Vasodilator properties of a family of bioactive atrial peptides in isolated perfused rat kidneys

Abstract

The isolated Krebs-perfused rat kidney was used for the quantitative and qualitative evaluation of the family of peptides derived from rat atrial extracts. Renal resistance changes were measured in perfused rat kidneys continuously infused with norepinephrine. The low molecular weight peptide fraction from rat atrial extracts was purified to obtain six peptides. The 21 amino acid peptide, designated atriopeptin I, was previously demonstrated to be natriuretic and to relax intestinal but not vascular smooth muscle strips (in vitro) and to be an extremely weak renal spasmolytic in the isolated perfused rat kidney. On the other hand, the 23 amino acid peptide (which has a Phe-Arg carboxy-terminal extension on atriopeptin I), designated atriopeptin II, and atriopeptin III (the Phe-Arg-Tyr carboxy-terminal extension) were natriuretic and spasmolytic (in vitro) on both intestinal and vascular smooth muscle. Both atriopeptin II and III produced a profound concentration-dependent decrease in renal resistance in the norepinephrine-constricted rat kidney preparation.
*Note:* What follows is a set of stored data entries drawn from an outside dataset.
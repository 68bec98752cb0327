//! A fixed-capacity ring buffer that evicts its oldest element when full.

/// A bounded circular buffer of the most recent `capacity` items.
///
/// Used for period summaries in the bandwidth history, where only the last
/// N periods are retained and older ones silently age out.
#[derive(Debug, Clone)]
pub struct RingBuf<T> {
    slots: Vec<Option<T>>,
    first: usize,
    len: usize,
}

impl<T> RingBuf<T> {
    /// Create a buffer retaining at most `capacity` items.
    pub fn new(capacity: usize) -> Self {
        assert!(capacity > 0, "ring buffer capacity must be nonzero");
        let mut slots = Vec::new();
        slots.resize_with(capacity, || None);
        Self {
            slots,
            first: 0,
            len: 0,
        }
    }

    /// Number of retained items.
    pub fn len(&self) -> usize {
        self.len
    }

    /// True if nothing has been pushed yet.
    pub fn is_empty(&self) -> bool {
        self.len == 0
    }

    /// Maximum number of retained items.
    pub fn capacity(&self) -> usize {
        self.slots.len()
    }

    /// Append an item, evicting and returning the oldest one if the buffer
    /// is full.
    pub fn push(&mut self, item: T) -> Option<T> {
        if self.len < self.slots.len() {
            let idx = self.wrap(self.first + self.len);
            self.slots[idx] = Some(item);
            self.len += 1;
            None
        } else {
            let evicted = self.slots[self.first].replace(item);
            self.first = self.wrap(self.first + 1);
            evicted
        }
    }

    /// Iterate oldest-to-newest.
    pub fn iter(&self) -> impl Iterator<Item = &T> {
        (0..self.len).map(move |n| {
            let idx = self.wrap(self.first + n);
            self.slots[idx].as_ref().expect("occupied ring buffer slot")
        })
    }

    /// Remove all items.
    pub fn clear(&mut self) {
        for slot in &mut self.slots {
            *slot = None;
        }
        self.first = 0;
        self.len = 0;
    }

    fn wrap(&self, idx: usize) -> usize {
        if idx >= self.slots.len() {
            idx - self.slots.len()
        } else {
            idx
        }
    }
}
A comparative study of the six peptides isolated from atrial extracts indicates that the Phe-Arg or Phe-Arg-Tyr carboxy-terminal extension of the basic 21 amino acid sequence is essential for the renal vasorelaxant activity. A purified high molecular weight peptide (designated atriopeptigen) is impotent relative to the low molecular weight atriopeptin II and III as a renal spasmolytic in isolated perfused rat kidneys and reduces renal resistance only after in vitro proteolytic cleavage. Thus, the low molecular weight peptides atriopeptin II and III appear to be the active species that mediate the renal vasodilation produced by atrial extracts.